We do try to anchor to majority’s and legal views, i.e. trying to measure “risk of harm” instead of “speciesism”. Then again, majority’s views and actions can be inconsistent. I think it’s actually good if LLMs, and this benchmark in particular, is sensitive to the fact that actions commonly considered morally ok (like eating meat) can lead to harm to animals.

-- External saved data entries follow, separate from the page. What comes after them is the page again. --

// The viewer controller: one state bag shared by animation selection, camera direction,
// wellness simulation, and sound. All host effects go through the command outbox.

use log::{debug, info, warn};

use crate::animation::AnimationSelector;
use crate::camera::CameraDirector;
use crate::catalog::{PresetId, Subject, SubjectId};
use crate::error::StudioError;
use crate::scheduler::{FrameHandle, IntervalTimer};
use crate::sound::SoundController;
use crate::types::*;
use crate::wellness::{HealthAction, WellnessSimulator};

/// Complete pet studio state.
pub struct Studio {
    subject: SubjectId,
    is_loading: bool,
    viewer_attached: bool,
    /// The first successful load snaps the camera; later loads keep the orbit.
    framed: bool,
    animations: AnimationSelector,
    camera: CameraDirector,
    wellness: WellnessSimulator,
    wellness_timer: IntervalTimer,
    sound: SoundController,
    sound_mood_boost: f64,
    outbox: Vec<HostCommand>,
}

impl Studio {
    pub fn new(config: StudioConfig) -> Result<Self, StudioError> {
        validate(&config)?;
        let subject: SubjectId = config
            .initial_subject
            .parse()
            .map_err(|e: StudioError| StudioError::InvalidConfig(e.to_string()))?;
        let preset: PresetId = config
            .initial_preset
            .parse()
            .map_err(|e: StudioError| StudioError::InvalidConfig(e.to_string()))?;

        Ok(Studio {
            subject,
            is_loading: true,
            viewer_attached: false,
            framed: false,
            animations: AnimationSelector::new(),
            camera: CameraDirector::new(config.camera, preset),
            wellness: WellnessSimulator::new(subject.subject().base_health),
            wellness_timer: IntervalTimer::new(config.wellness.tick_interval_ms),
            sound: SoundController::new(),
            sound_mood_boost: config.wellness.sound_mood_boost,
            outbox: Vec::new(),
        })
    }

    pub fn from_json(config_json: &str) -> Result<Self, StudioError> {
        let config: StudioConfig = serde_json::from_str(config_json)
            .map_err(|e| StudioError::InvalidConfig(e.to_string()))?;
        Studio::new(config)
    }

    // ----- subject -----

    pub fn subject(&self) -> &'static Subject {
        self.subject.subject()
    }

    /// Switch subjects. Loops and sound from the old subject are torn down before
    /// anything is reinitialized. The camera preset carries over.
    pub fn select_subject(&mut self, id: SubjectId) {
        if id == self.subject {
            return;
        }
        info!("studio: switching subject {} -> {}", self.subject, id);
        self.teardown();
        self.subject = id;
        self.is_loading = true;
        self.animations.clear();
        self.wellness.reset(id.subject().base_health);
    }

    /// Like [`Studio::select_subject`]; unknown ids are ignored.
    pub fn select_subject_by_id(&mut self, id: &str) {
        match id.parse() {
            Ok(id) => self.select_subject(id),
            Err(e) => debug!("studio: ignoring subject selection: {}", e),
        }
    }

    // ----- viewer lifecycle -----

    pub fn attach_viewer(&mut self) {
        self.viewer_attached = true;
    }

    pub fn detach_viewer(&mut self) {
        self.viewer_attached = false;
        self.camera.cancel();
    }

    pub fn is_loading(&self) -> bool {
        self.is_loading
    }

    /// The viewer finished loading the model and reports its clips.
    pub fn model_loaded<S: AsRef<str>>(&mut self, raw_animations: &[S], now: Timestamp) {
        if !self.viewer_attached {
            debug!("studio: load event without an attached viewer");
            return;
        }

        if let Some(first) = self.animations.on_loaded(raw_animations) {
            self.outbox.push(HostCommand::SetAnimation { name: first });
            self.outbox.push(HostCommand::PlayAnimation);
        }
        info!(
            "studio: {} loaded with {} animations",
            self.subject,
            self.animations.available().len()
        );

        self.is_loading = false;
        // A repeated load report for the same model keeps the running cadence.
        if !self.wellness_timer.is_armed() {
            self.wellness_timer.start(now);
        }

        if !self.framed {
            self.framed = true;
            let preset = self.camera.active_preset();
            self.camera.snap_to(preset, &mut self.outbox);
        }
    }

    /// The viewer could not load the model. No retry.
    pub fn model_failed(&mut self) {
        warn!("studio: model for {} failed to load", self.subject);
        self.is_loading = false;
        self.animations.clear();
        self.wellness_timer.stop();
    }

    // ----- animation -----

    pub fn available_animations(&self) -> &[String] {
        self.animations.available()
    }

    pub fn active_animation(&self) -> &str {
        self.animations.active()
    }

    /// Play a listed clip. No effect without a viewer or for empty/unlisted names.
    pub fn play_animation(&mut self, name: &str) -> bool {
        if !self.viewer_attached || !self.animations.select(name) {
            return false;
        }
        self.outbox.push(HostCommand::SetAnimation {
            name: name.to_string(),
        });
        self.outbox.push(HostCommand::PlayAnimation);
        true
    }

    // ----- camera -----

    pub fn orbit(&self) -> CameraOrbit {
        self.camera.orbit()
    }

    pub fn camera_phase(&self) -> CameraPhaseKind {
        self.camera.phase()
    }

    pub fn active_preset(&self) -> PresetId {
        self.camera.active_preset()
    }

    /// Start an eased move to `preset`, stopping a tour or earlier move.
    pub fn apply_preset(&mut self, preset: PresetId, now: Timestamp) -> FrameHandle {
        self.camera.apply_preset(preset, now)
    }

    /// Like [`Studio::apply_preset`]; unknown ids are ignored.
    pub fn apply_preset_by_id(&mut self, id: &str, now: Timestamp) -> Option<FrameHandle> {
        match id.parse() {
            Ok(preset) => Some(self.apply_preset(preset, now)),
            Err(e) => {
                debug!("studio: ignoring preset: {}", e);
                None
            }
        }
    }

    pub fn toggle_tour(&mut self) -> Option<FrameHandle> {
        self.camera.toggle_tour()
    }

    pub fn stop_tour(&mut self) {
        self.camera.stop_tour();
    }

    /// Handle of the running camera loop, if any.
    pub fn camera_frame_handle(&self) -> Option<FrameHandle> {
        self.camera.frame_handle()
    }

    /// Run one camera frame for `handle`. Returns true while more frames are wanted.
    pub fn camera_frame(&mut self, handle: FrameHandle, now: Timestamp) -> bool {
        self.camera.on_frame(handle, now, &mut self.outbox)
    }

    // ----- wellness -----

    pub fn health(&self) -> HealthProfile {
        self.wellness.profile()
    }

    pub fn perform_action(&mut self, action: HealthAction) {
        debug!("studio: {} for {}", action.as_str(), self.subject);
        self.wellness.perform(action);
    }

    /// Like [`Studio::perform_action`]; unknown ids are ignored.
    pub fn perform_action_by_id(&mut self, id: &str) {
        match id.parse() {
            Ok(action) => self.perform_action(action),
            Err(e) => debug!("studio: ignoring action: {}", e),
        }
    }

    /// Apply the passive wellness tick if it is due.
    pub fn poll_wellness(&mut self, now: Timestamp) -> bool {
        if self.is_loading || !self.wellness_timer.poll(now) {
            return false;
        }
        self.wellness.tick(self.animations.active());
        true
    }

    // ----- sound -----

    pub fn is_playing_sound(&self) -> bool {
        self.sound.is_playing()
    }

    pub fn current_sound(&self) -> Option<SoundInstanceId> {
        self.sound.current_instance()
    }

    pub fn toggle_sound(&mut self) {
        let path = self.subject().sound_path;
        self.sound.toggle(path, &mut self.outbox);
    }

    pub fn start_sound(&mut self) -> SoundInstanceId {
        let path = self.subject().sound_path;
        self.sound.start(path, &mut self.outbox)
    }

    pub fn stop_sound(&mut self) {
        self.sound.stop(&mut self.outbox);
    }

    pub fn sound_started(&mut self, instance: SoundInstanceId) {
        if self.sound.on_started(instance) {
            self.wellness.boost_mood(self.sound_mood_boost);
        }
    }

    pub fn sound_failed(&mut self, instance: SoundInstanceId) {
        self.sound.on_failed(instance);
    }

    pub fn sound_ended(&mut self, instance: SoundInstanceId) {
        self.sound.on_ended(instance);
    }

    // ----- frame driver -----

    /// Host frame callback: advances the running camera loop and the wellness
    /// timer. Returns true while the camera wants more frames.
    pub fn tick(&mut self, now: Timestamp) -> bool {
        let camera_running = match self.camera.frame_handle() {
            Some(handle) => self.camera.on_frame(handle, now, &mut self.outbox),
            None => false,
        };
        self.poll_wellness(now);
        camera_running
    }

    /// Cancel every loop and silence sound. Used on subject switch and unmount.
    pub fn teardown(&mut self) {
        self.camera.cancel();
        self.wellness_timer.stop();
        self.sound.stop(&mut self.outbox);
    }

    /// Commands emitted since the last drain, in order.
    pub fn drain_commands(&mut self) -> Vec<HostCommand> {
        std::mem::take(&mut self.outbox)
    }

    pub fn snapshot(&self) -> StudioSnapshot {
        let orbit = self.camera.orbit();
        StudioSnapshot {
            subject: self.subject().view(),
            is_loading: self.is_loading,
            model_status: if self.is_loading {
                "Loading model...".to_string()
            } else {
                "Model ready".to_string()
            },
            available_animations: self.animations.available().to_vec(),
            active_animation: self.animations.active().to_string(),
            is_playing_sound: self.sound.is_playing(),
            orbit,
            camera_orbit: orbit.to_viewer_string(),
            active_preset: self.camera.active_preset().as_str().to_string(),
            camera_phase: self.camera.phase(),
            health: self.wellness.profile(),
            health_score: self.wellness.score(),
            health_status: self.wellness.status().label().to_string(),
        }
    }
}

fn validate(config: &StudioConfig) -> Result<(), StudioError> {
    if config.camera.tween_duration_ms == 0 {
        return Err(StudioError::InvalidConfig(
            "camera.tween_duration_ms must be positive".to_string(),
        ));
    }
    if !config.camera.tour_speed_deg_per_sec.is_finite() {
        return Err(StudioError::InvalidConfig(
            "camera.tour_speed_deg_per_sec must be finite".to_string(),
        ));
    }
    if config.wellness.tick_interval_ms == 0 {
        return Err(StudioError::InvalidConfig(
            "wellness.tick_interval_ms must be positive".to_string(),
        ));
    }
    if !config.wellness.sound_mood_boost.is_finite() {
        return Err(StudioError::InvalidConfig(
            "wellness.sound_mood_boost must be finite".to_string(),
        ));
    }
    Ok(())
}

I think this is an interesting point but currently runs into the problem that the LLMs are not competent. The human judges only correlated with each other at around 0.5, which I suspect will be an upper bound for models in the near term.
Have you considered providing a rubric, at least until we get to the point where models’ unstructured thought is better than our own? Also, do you have a breakdown of the scores by judge? I’m curious if anything meaningfully changes if you just decide to not trust the worst models and only use the best one as a judge.
> LLMs are not competent.
To me it’s not obvious that humans would do strictly better e.g. LLMs have much more factual knowledge on some topics than even experts.
> Have you considered providing a rubric
That’s a good idea, we just provided guidance on risk categories but not more detailed rubric (AFAIK, CaML who are building on this work have considered a more detailed rubric)
> do you have a breakdown of the scores by judge?
Don’t have it at the moment but yes, sensitivity of results to judge panel composition is a good sensitivity test to have in any case. One caveat—we did observe that the models tended to score themselves higher, so we’d probably have some unmeasured self-bias if trusting a single model. And of the 3 judges (4o, 1.5 pro, 3.5 Sonnet) I think none is clearly worse in terms of capabilities to judge. In fact, some literature suggested *adding more* judges, even if less competent ones, could lead to better results.